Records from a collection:
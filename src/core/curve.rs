//! Shared, chainable curve handle.

use std::fmt;
use std::sync::Arc;

use rand::Rng;

use crate::core::combinators::{Bounce, Ease, MapRange, Multiply, Offset, Repeat, Reverse, Shrink};
use crate::core::{FnCurve, Identity, Sample};
use crate::noise::Wiggle;
use crate::{CurveError, Easing};

/// A motion curve over normalized time.
///
/// `Curve` holds its sampler behind an `Arc`, so cloning is cheap and every
/// transformation borrows `self` and returns a new, independent curve. The
/// original stays valid and can be branched into any number of derived
/// curves. Curves are `Send + Sync` and can be sampled from several threads.
///
/// The chaining methods do not validate their parameters: degenerate values
/// (a zero-length `shrink`, equal `map_range` bounds, ...) show up as NaN or
/// infinite samples. The `try_*` variants check their inputs and return a
/// [`CurveError`] instead.
///
/// # Examples
///
/// ```
/// use motion_curves::Curve;
///
/// let fade = Curve::new().ease().map_range(0.0, 100.0);
/// assert!((fade.sample(0.5) - 50.0).abs() < 1e-9);
///
/// let blink = Curve::new().bounce_with(0.2, 0.2);
/// assert_eq!(blink.sample(0.5), 1.0);
/// ```
#[derive(Clone)]
pub struct Curve {
    inner: Arc<dyn Sample + Send + Sync>,
}

impl Curve {
    /// Creates the identity curve `t ↦ t`.
    pub fn new() -> Self {
        Self::from_sampler(Identity)
    }

    /// Creates a curve that evaluates `func`.
    ///
    /// # Examples
    ///
    /// ```
    /// use motion_curves::Curve;
    ///
    /// let squared = Curve::from_fn(|t| t * t);
    /// assert_eq!(squared.sample(0.5), 0.25);
    /// ```
    pub fn from_fn<F>(func: F) -> Self
    where
        F: Fn(f64) -> f64 + Send + Sync + 'static,
    {
        Self::from_sampler(FnCurve::new(func))
    }

    /// Wraps any sampler, such as a statically composed combinator chain.
    pub fn from_sampler<S>(sampler: S) -> Self
    where
        S: Sample + Send + Sync + 'static,
    {
        Self {
            inner: Arc::new(sampler),
        }
    }

    /// Creates a curve that returns `value` everywhere.
    pub fn constant(value: f64) -> Self {
        Self::from_sampler(value)
    }

    /// Evaluates the curve at `t`.
    pub fn sample(&self, t: f64) -> f64 {
        self.inner.sample(t)
    }

    /// Samples the curve at `n` evenly spaced times covering `[0, 1]`.
    ///
    /// The first sample is taken at `t = 0` and the last at exactly `t = 1`.
    /// A single sample is taken at `t = 0`.
    ///
    /// # Examples
    ///
    /// ```
    /// use motion_curves::Curve;
    ///
    /// let frames = Curve::new().reverse().bake(5);
    /// assert_eq!(frames, vec![1.0, 0.75, 0.5, 0.25, 0.0]);
    /// ```
    pub fn bake(&self, n: usize) -> Vec<f64> {
        let ts: Vec<f64> = match n {
            0 => Vec::new(),
            1 => vec![0.0],
            _ => {
                let last = (n - 1) as f64;
                (0..n).map(|i| i as f64 / last).collect()
            }
        };
        let mut out = vec![0.0; ts.len()];
        self.inner.sample_into(&ts, &mut out);
        out
    }

    /// Rise over the first half, fall over the second (`bounce_with(0.5, 0.5)`).
    pub fn bounce(&self) -> Self {
        self.bounce_with(0.5, 0.5)
    }

    /// Plays the curve over `[0, start)`, holds `1` until `1 - end`, then
    /// plays it backwards over the remaining `end`.
    pub fn bounce_with(&self, start: f64, end: f64) -> Self {
        Self::from_sampler(Bounce::new(self.clone(), start, end))
    }

    /// Validated [`bounce_with`](Self::bounce_with).
    ///
    /// `start` and `end` must be positive and finite with `start + end <= 1`.
    pub fn try_bounce(&self, start: f64, end: f64) -> Result<Self, CurveError> {
        positive("bounce", "start", start)?;
        positive("bounce", "end", end)?;
        if start + end > 1.0 {
            return Err(CurveError::invalid(
                "bounce",
                "end",
                end,
                "start + end must not exceed 1",
            ));
        }
        Ok(self.bounce_with(start, end))
    }

    /// Random wiggle with `freq` interior points, starting and ending at 0.5.
    ///
    /// Wiggle is a source, not a transformation: it does not read any
    /// existing curve.
    pub fn wiggle(freq: usize) -> Self {
        Self::wiggle_between(freq, 0.5, 0.5)
    }

    /// Random wiggle starting at `start` and heading to `end`.
    ///
    /// See [`Wiggle`] for the sampling rules.
    pub fn wiggle_between(freq: usize, start: f64, end: f64) -> Self {
        Self::from_sampler(Wiggle::new(freq, start, end))
    }

    /// Wiggle drawing its control values from `rng`.
    pub fn wiggle_with_rng<R: Rng + ?Sized>(freq: usize, start: f64, end: f64, rng: &mut R) -> Self {
        Self::from_sampler(Wiggle::with_rng(freq, start, end, rng))
    }

    /// Replaces this curve with a random wiggle, for use mid-chain.
    ///
    /// The receiver is not read: `curve.ease().then_wiggle(4)` samples the
    /// same as `Curve::wiggle(4)`, just as a wiggle step in a recipe discards
    /// the steps before it.
    pub fn then_wiggle(&self, freq: usize) -> Self {
        Self::wiggle(freq)
    }

    /// [`then_wiggle`](Self::then_wiggle) with explicit endpoints and `rng`.
    pub fn then_wiggle_with_rng<R: Rng + ?Sized>(
        &self,
        freq: usize,
        start: f64,
        end: f64,
        rng: &mut R,
    ) -> Self {
        Self::wiggle_with_rng(freq, start, end, rng)
    }

    /// Validated [`wiggle_with_rng`](Self::wiggle_with_rng): `freq` must not
    /// exceed [`Wiggle::MAX_FREQ`] and `start` and `end` must be finite.
    pub fn try_wiggle<R: Rng + ?Sized>(
        freq: usize,
        start: f64,
        end: f64,
        rng: &mut R,
    ) -> Result<Self, CurveError> {
        if freq > Wiggle::MAX_FREQ {
            return Err(CurveError::invalid(
                "wiggle",
                "freq",
                freq as f64,
                "too many control points",
            ));
        }
        finite("wiggle", "start", start)?;
        finite("wiggle", "end", end)?;
        Ok(Self::wiggle_with_rng(freq, start, end, rng))
    }

    /// Remaps time through `easing` before sampling this curve.
    pub fn ease_with(&self, easing: Easing) -> Self {
        Self::from_sampler(Ease::new(self.clone(), easing))
    }

    /// Sine ease-in-out.
    pub fn ease(&self) -> Self {
        self.ease_with(Easing::SineInOut)
    }

    /// Exponential ease-out.
    pub fn ease_out_expo(&self) -> Self {
        self.ease_with(Easing::OutExpo)
    }

    /// Quadratic ease-out.
    pub fn ease_out_quad(&self) -> Self {
        self.ease_with(Easing::OutQuad)
    }

    /// Exponential ease-in.
    pub fn ease_in_expo(&self) -> Self {
        self.ease_with(Easing::InExpo)
    }

    /// Plays the curve `period` times over the unit interval.
    pub fn repeat(&self, period: f64) -> Self {
        Self::from_sampler(Repeat::new(self.clone(), period))
    }

    /// Validated [`repeat`](Self::repeat): `period` must be positive and finite.
    pub fn try_repeat(&self, period: f64) -> Result<Self, CurveError> {
        positive("loop", "period", period)?;
        Ok(self.repeat(period))
    }

    /// Shifts the curve's phase so that `t = offset` samples it at `0`.
    pub fn offset(&self, offset: f64) -> Self {
        Self::from_sampler(Offset::new(self.clone(), offset))
    }

    /// Plays the curve over `[0, length)` and holds `0` afterwards.
    pub fn shrink(&self, length: f64) -> Self {
        self.shrink_to(length, 0.0)
    }

    /// Plays the curve over `[0, length)` and holds `to` afterwards.
    pub fn shrink_to(&self, length: f64, to: f64) -> Self {
        Self::from_sampler(Shrink::new(self.clone(), length, to))
    }

    /// Validated [`shrink_to`](Self::shrink_to): `length` must lie in
    /// `(0, 1]` and `to` must be finite.
    pub fn try_shrink(&self, length: f64, to: f64) -> Result<Self, CurveError> {
        positive("shrink", "length", length)?;
        if length > 1.0 {
            return Err(CurveError::invalid(
                "shrink",
                "length",
                length,
                "must be in (0, 1]",
            ));
        }
        finite("shrink", "to", to)?;
        Ok(self.shrink_to(length, to))
    }

    /// Plays the curve backwards.
    pub fn reverse(&self) -> Self {
        Self::from_sampler(Reverse::new(self.clone()))
    }

    /// Rescales output from `[0, 1]` to `[to_min, to_max]`.
    pub fn map_range(&self, to_min: f64, to_max: f64) -> Self {
        self.map_range_from(to_min, to_max, 0.0, 1.0)
    }

    /// Rescales output from `[from_min, from_max]` to `[to_min, to_max]`.
    pub fn map_range_from(&self, to_min: f64, to_max: f64, from_min: f64, from_max: f64) -> Self {
        Self::from_sampler(MapRange::new(
            self.clone(),
            to_min,
            to_max,
            from_min,
            from_max,
        ))
    }

    /// Validated [`map_range_from`](Self::map_range_from): all bounds must be
    /// finite and `from_min != from_max`.
    pub fn try_map_range(
        &self,
        to_min: f64,
        to_max: f64,
        from_min: f64,
        from_max: f64,
    ) -> Result<Self, CurveError> {
        finite("map_range", "to_min", to_min)?;
        finite("map_range", "to_max", to_max)?;
        finite("map_range", "from_min", from_min)?;
        finite("map_range", "from_max", from_max)?;
        if from_min == from_max {
            return Err(CurveError::invalid(
                "map_range",
                "from_max",
                from_max,
                "must differ from from_min",
            ));
        }
        Ok(self.map_range_from(to_min, to_max, from_min, from_max))
    }

    /// Multiplies this curve by `other`, both sampled at the same `t`.
    pub fn multiply(&self, other: &Curve) -> Self {
        Self::from_sampler(Multiply::new(self.clone(), other.clone()))
    }
}

fn finite(op: &'static str, name: &'static str, value: f64) -> Result<f64, CurveError> {
    if value.is_finite() {
        Ok(value)
    } else {
        Err(CurveError::invalid(op, name, value, "must be finite"))
    }
}

fn positive(op: &'static str, name: &'static str, value: f64) -> Result<f64, CurveError> {
    if finite(op, name, value)? > 0.0 {
        Ok(value)
    } else {
        Err(CurveError::invalid(op, name, value, "must be positive"))
    }
}

impl Default for Curve {
    fn default() -> Self {
        Self::new()
    }
}

impl Sample for Curve {
    fn sample(&self, t: f64) -> f64 {
        self.inner.sample(t)
    }

    fn sample_into(&self, ts: &[f64], out: &mut [f64]) {
        self.inner.sample_into(ts, out);
    }
}

impl fmt::Debug for Curve {
    fn fmt(&self, f: &mut fmt::Formatter<'_>) -> fmt::Result {
        f.debug_struct("Curve").finish_non_exhaustive()
    }
}

impl From<f64> for Curve {
    fn from(value: f64) -> Self {
        Curve::constant(value)
    }
}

What needs to be done:
Search the data above for the string "bounds". Report every line where it is found.

Task answer:
/// (a zero-length `shrink`, equal `map_range` bounds, ...) show up as NaN or
    /// Validated [`map_range_from`](Self::map_range_from): all bounds must be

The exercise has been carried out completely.